- _PROBLEM_: Provide an exact copy of the lines from the beginning of the records through the line that includes "pub async fn", and of no others.

INFORMATION PROVIDED Start Marker

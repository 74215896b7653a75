use crate::api::{ApiError, ErrorResponse};
use crate::db::DbPool;
use crate::schema::photos;
use axum::{
    extract::{Path, State},
    http::{header, StatusCode},
    response::IntoResponse,
};
use diesel::prelude::*;
use std::sync::Arc;
use uuid::Uuid;

#[utoipa::path(
    get,
    path = "/api/photos/{id}",
    tag = "photos",
    params(
        ("id" = Uuid, Path, description = "Photo ID")
    ),
    responses(
        (status = 200, description = "Image bytes", content_type = "application/octet-stream"),
        (status = 404, description = "Photo not found", body = ErrorResponse)
    )
)]
pub async fn get_photo(
    State(pool): State<Arc<DbPool>>,
    Path(id): Path<Uuid>,
) -> Result<impl IntoResponse, ApiError> {
    let mut conn = pool.get()?;

    let (content_type, data): (String, Vec<u8>) = photos::table
        .find(id)
        .select((photos::content_type, photos::data))
        .first(&mut conn)
        .optional()?
        .ok_or_else(|| ApiError::not_found("Photo not found"))?;

    // Photo ids are never reused, so the bytes behind a URL never change
    Ok((
        StatusCode::OK,
        [
            (header::CONTENT_TYPE, content_type),
            (
                header::CACHE_CONTROL,
                "public, max-age=31536000, immutable".to_string(),
            ),
        ],
        data,
    ))
}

INFORMATION PROVIDED End Marker

- _EXERCISE ANSWER_:
repository 74215896b7653a75
use crate::api::{ApiError, ErrorResponse};
use crate::db::DbPool;
use crate::schema::photos;
use axum::{
    extract::{Path, State},
    http::{header, StatusCode},
    response::IntoResponse,
};
use diesel::prelude::*;
use std::sync::Arc;
use uuid::Uuid;

#[utoipa::path(
    get,
    path = "/api/photos/{id}",
    tag = "photos",
    params(
        ("id" = Uuid, Path, description = "Photo ID")
    ),
    responses(
        (status = 200, description = "Image bytes", content_type = "application/octet-stream"),
        (status = 404, description = "Photo not found", body = ErrorResponse)
    )
)]
pub async fn get_photo(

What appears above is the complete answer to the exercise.